Mitchell, who is The Shelter’s chairman, said they applied for a United Nations Spotlight Initiative grant in March 2022 called Project Reset and that the funds have allowed them to improve their services.
“We have achieved all of our milestones because of the grant, we increased training for our staff and hired additional part-time staff to provide counselling, and we created a data platform, so we’re very grateful for the Spotlight Initiative because I really believe the service we offer to our residents is humane and the gold standard.”
He underscored that “sometimes shelters only offer a temporary respite.”
“We need to be able to have shelters graduate women to places where they are safe with their children and their families, so having that is extremely critical to women, so they won’t re-engage in an unhealthy relationship because of economic reasons. The data shows that women who are initiated into relationships quite young find themselves in violent relationships because they have children earlier, so that puts them in a dependent relationship,” Brodber added.

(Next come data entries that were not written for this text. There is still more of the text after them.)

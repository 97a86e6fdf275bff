use serde::Serialize;

use crate::dynamic_programming::finite::FiniteSolution;
use crate::dynamic_programming::infinite::InfiniteSolution;
use crate::dynamic_programming::model::Model;

/// Output of either solver.
#[derive(Debug, Clone, PartialEq)]
pub enum Solution {
    Finite(FiniteSolution),
    Infinite(InfiniteSolution),
}

/// Serialisable view of a solution, rows indexed by stage (a single row for
/// value iteration).
#[derive(Debug, Clone, PartialEq, Serialize)]
pub struct SolutionDocument {
    pub mode: &'static str,
    pub states: Vec<String>,
    pub actions: Vec<String>,
    pub values: Vec<Vec<f64>>,
    pub policy: Vec<Vec<usize>>,
    pub policy_labels: Vec<Vec<String>>,
    #[serde(skip_serializing_if = "Option::is_none")]
    pub convergence: Option<Convergence>,
}

#[derive(Debug, Clone, Copy, PartialEq, Serialize)]
pub struct Convergence {
    pub converged: bool,
    pub iterations: usize,
    pub delta: f64,
    pub error_bound: f64,
}

impl Solution {
    pub fn to_document(&self, model: &Model) -> SolutionDocument {
        let (mode, values, policy, convergence) = match self {
            Solution::Finite(f) => (
                "finite",
                f.values().outer_iter().map(|row| row.to_vec()).collect(),
                f.policy().outer_iter().map(|row| row.to_vec()).collect::<Vec<_>>(),
                None,
            ),
            Solution::Infinite(s) => (
                "infinite",
                vec![s.values().to_vec()],
                vec![s.policy().to_vec()],
                Some(Convergence {
                    converged: s.converged(),
                    iterations: s.iterations(),
                    delta: s.delta(),
                    error_bound: s.error_bound(),
                }),
            ),
        };
        let policy_labels = policy
            .iter()
            .map(|row| row.iter().map(|&a| model.action_label(a).unwrap_or_default().to_string()).collect())
            .collect();
        SolutionDocument {
            mode,
            states: model.states().to_vec(),
            actions: model.actions().to_vec(),
            values,
            policy,
            policy_labels,
            convergence,
        }
    }
}

#[cfg(test)]
mod tests {
    use super::*;
    use crate::dynamic_programming::finite::solve_finite;
    use crate::dynamic_programming::reward::RewardModel;
    use ndarray::{arr2, Array3};

    #[test]
    fn finite_document_labels_every_stage() {
        let mut p = Array3::zeros((2, 1, 1));
        p[[0, 0, 0]] = 1.0;
        p[[1, 0, 0]] = 1.0;
        let model = Model::new(
            vec!["only".into()],
            vec!["wait".into(), "act".into()],
            p,
            RewardModel::PerAction(arr2(&[[0.0, 1.0]])),
        )
        .unwrap();
        let doc = Solution::Finite(solve_finite(&model, 2usize, &[0.0]).unwrap()).to_document(&model);
        assert_eq!(doc.mode, "finite");
        assert_eq!(doc.values, vec![vec![2.0], vec![1.0], vec![0.0]]);
        assert_eq!(doc.policy_labels, vec![vec!["act".to_string()], vec!["act".to_string()]]);
        assert!(doc.convergence.is_none());
        let json = serde_json::to_value(&doc).unwrap();
        assert!(json.get("convergence").is_none());
    }
}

She said another key way to break the cycle of violence was prevention.
“We have a programme called The Foundations which has been implemented across Trinidad and Tobago, over 1,100 children have benefited to help them understand how best to manage their conflict in a healthy way, help you better understand what it means when you choose violence.
“We also have secondary prevention programmes, so when a perpetrator finds themselves in front of the court system, this was something implemented in Trinidad and Tobago in the past, there is a 16-week psychosocial support programme on accountability. It’s not just blame, it’s understanding that no matter what someone did, you chose the violence, finding out why you chose it and how you can choose something different for the betterment of yourself.”
Meanwhile, Brodber hailed Mitchell’s shelter for being an example of the type of work they wish to continue. She said The Shelter's success can mean more grant money for similar organisations.
"The broader trust fund to end violence against women and girls will be launched soon and that's up to one million dollars and more, so what we're hoping is that what we will see as a result of the Spotlight Initiative is organisations like The Shelter, Cleopatra Borel, The Network for Rural Women and CADV getting more of these grants globally because this is a global fund and, unfortunately, the Caribbean organisations have not been benefiting, only one benefited last year, so we want to see at least three benefiting."